The 30-year Treasury yield hits a near 20-year high... What higher yields mean for stocks... Kevin Warsh's first test... Homebuilders still aren't feeling great... What folks are missing... Get ready for volatility later this week...
That didn't take long...
Yesterday, we wrote about rising bond yields – both in the U.S. and globally. And we cited our colleague and Ten Stock Trader editor Greg Diamond, who said that the 5.15% level for the 30-year U.S. Treasury was a key level to watch.
And just a day later, we've already breached that level...
Today, the yield on the 30-year Treasury rose to 5.18%, hitting the highest level since July 2007. At this level, Greg predicts a "floodgate of bond selling" – which will push yields even higher.
We're already seeing that from foreign governments...
In data released by the Treasury Department, China reduced its Treasury holdings for the eighth time in the past 12 months to the lowest level since 2008. And Japan reduced its holdings of U.S. government debt to the lowest level since September.

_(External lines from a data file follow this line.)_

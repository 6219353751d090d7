//! Speech announcements
//!
//! - `SpeechEngine` abstracts the platform synthesizer
//! - `VoiceCache` holds the engine's voice list between refreshes
//! - `AnnouncementQueue` plays announcements one at a time, in order

pub mod engine;
pub mod queue;
pub mod voices;

pub use engine::{CommandEngine, EngineKind, SilentEngine, SpeechEngine, SpeechEngineFactory, Utterance, Voice};
pub use queue::{AnnouncementQueue, AnnouncementTask, PlaybackOutcome, SpeechSettings};
pub use voices::VoiceCache;
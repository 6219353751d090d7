use anyhow::{Context, Result};
use async_nats::{Client, Message};
use futures::stream::StreamExt;
use tracing::{error, info, warn};

use super::client::Subjects;
use super::log::MemoryLog;
use super::messages::{FetchRequest, MessageRecord};

/// Hosts a `MemoryLog` on NATS
///
/// - `<prefix>.append`: records to append; ids are assigned here
/// - `<prefix>.snapshot`: last-N snapshot broadcast after each append
/// - `<prefix>.fetch`: request/reply for the current snapshot
pub struct LogServer {
    client: Client,
    subjects: Subjects,
    log: MemoryLog,
    limit: usize,
}

impl LogServer {
    pub fn new(client: Client, subject_prefix: &str, log: MemoryLog, limit: usize) -> Self {
        Self {
            client,
            subjects: Subjects::new(subject_prefix),
            log,
            limit,
        }
    }

    /// Serve until both subscriptions end
    pub async fn run(self) -> Result<()> {
        let mut appends = self
            .client
            .subscribe(self.subjects.append.clone())
            .await
            .context("Failed to subscribe to appends")?;
        let mut fetches = self
            .client
            .subscribe(self.subjects.fetch.clone())
            .await
            .context("Failed to subscribe to fetch requests")?;

        info!(
            "Log server listening on {} / {} (snapshot limit={})",
            self.subjects.append, self.subjects.fetch, self.limit
        );

        loop {
            tokio::select! {
                Some(msg) = appends.next() => {
                    if let Err(e) = self.handle_append(msg).await {
                        error!("Failed to handle append: {:#}", e);
                    }
                }
                Some(msg) = fetches.next() => {
                    if let Err(e) = self.handle_fetch(msg).await {
                        error!("Failed to handle fetch: {:#}", e);
                    }
                }
                else => break,
            }
        }

        info!("Log server stopped");
        Ok(())
    }

    async fn handle_append(&self, msg: Message) -> Result<()> {
        let record: MessageRecord = match serde_json::from_slice(&msg.payload) {
            Ok(record) => record,
            Err(e) => {
                warn!("Ignoring malformed record: {}", e);
                return Ok(());
            }
        };

        let id = self.log.push(record).await;
        let snapshot = self.log.snapshot(self.limit).await;
        let payload = serde_json::to_vec(&snapshot)?;

        self.client
            .publish(self.subjects.snapshot.clone(), payload.into())
            .await
            .context("Failed to publish snapshot")?;

        info!("Appended {} and broadcast {} records", id, snapshot.len());
        Ok(())
    }

    async fn handle_fetch(&self, msg: Message) -> Result<()> {
        let Some(reply) = msg.reply else {
            warn!("Fetch request without reply subject");
            return Ok(());
        };

        // An empty or malformed body falls back to the server limit
        let limit = serde_json::from_slice::<FetchRequest>(&msg.payload)
            .map(|req| req.limit.min(self.limit))
            .unwrap_or(self.limit);

        let snapshot = self.log.snapshot(limit).await;
        let payload = serde_json::to_vec(&snapshot)?;

        self.client
            .publish(reply, payload.into())
            .await
            .context("Failed to reply with snapshot")?;

        Ok(())
    }
}
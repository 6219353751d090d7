use crate::session::SessionHandle;

/// Shared application state for HTTP handlers
#[derive(Clone)]
pub struct AppState {
    /// The session every request acts on
    pub session: SessionHandle,
}

impl AppState {
    pub fn new(session: SessionHandle) -> Self {
        Self { session }
    }
}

China and Japan are two of the three largest holders of U.S. government debt. And they're both reducing their positions.
All in all, rising yields tend to be bad news for stocks...
As Willie Delwiche of Hi Mount Research showed in a recent Substack post, stocks tend to underperform in environments when yields are rising. Here's a look...
Delwiche shared that over the past quarter-century, the S&P 500 Index has an average annual return of negative 3.6% when yields rose in the previous six-month period.
That's well below the S&P 500 in all periods. And when yields were falling over the previous six-month period, the index did better still... averaging a 14.6% annualized return.
Said another way, if you invested $100 in the S&P 500 at the close on December 31, 1999, you'd have more than $400 today. And if you'd only bought and held when yields were falling, you'd have a little more.
But if you only bought and held during rising-rate environments, you'd have lost money.
At the end of the day, if rates keep rising, that'll be a hard headwind for this bull market to overcome.
That's what we saw today... All three major U.S. indexes were lower, with the Nasdaq Composite Index falling the most because of the technology sector's sensitivity to interest rates.
Kevin Warsh's first test...
Warsh is set to be sworn in as the new chairman of the Federal Reserve on Friday. That will give him a little more than three weeks before his first policy meeting in June.
The market doesn't expect the Fed to move rates in Warsh's first meeting... or even until December, according to the CME FedWatch tool.
But that doesn't mean the next few months will be smooth sailing.
As Delwiche highlighted, "Markets tend to test new Fed chairs." Within the first six months of a new Fed chair's tenure, the Dow Jones Industrial Average has a median max drawdown of 10% and an average decline of 15%.
Delwiche also shared that the last three Fed chairs have all seen peak drawdowns of more than 6% during their first 12 months in their position. Outgoing Chair Jerome Powell saw stocks fall up to 19% within his first 12 months back in 2018.
And for Warsh, that clock begins ticking on Friday.
Moving on to sentiment in the housing market...
Yesterday, the National Association of Home Builders' ("NAHB") Housing Market Index showed that builders are still pessimistic about the housing market.
The Housing Market Index rose to 37, improving from 34 in April. But it remained below the key level of 50 where builders are feeling good about their prospects. And all three of the index's components – current sales patterns, six-month sales expectations, and future buyer traffic – remain below the 50 level.
Zooming out, homebuilder sentiment is still around its lows over the past 10 years.
Elsewhere, home-improvement retailer Home Depot (HD) reported its first-quarter results this morning. Both revenue and earnings came in slightly ahead of Wall Street's estimates. CEO Ted Decker said in the press release...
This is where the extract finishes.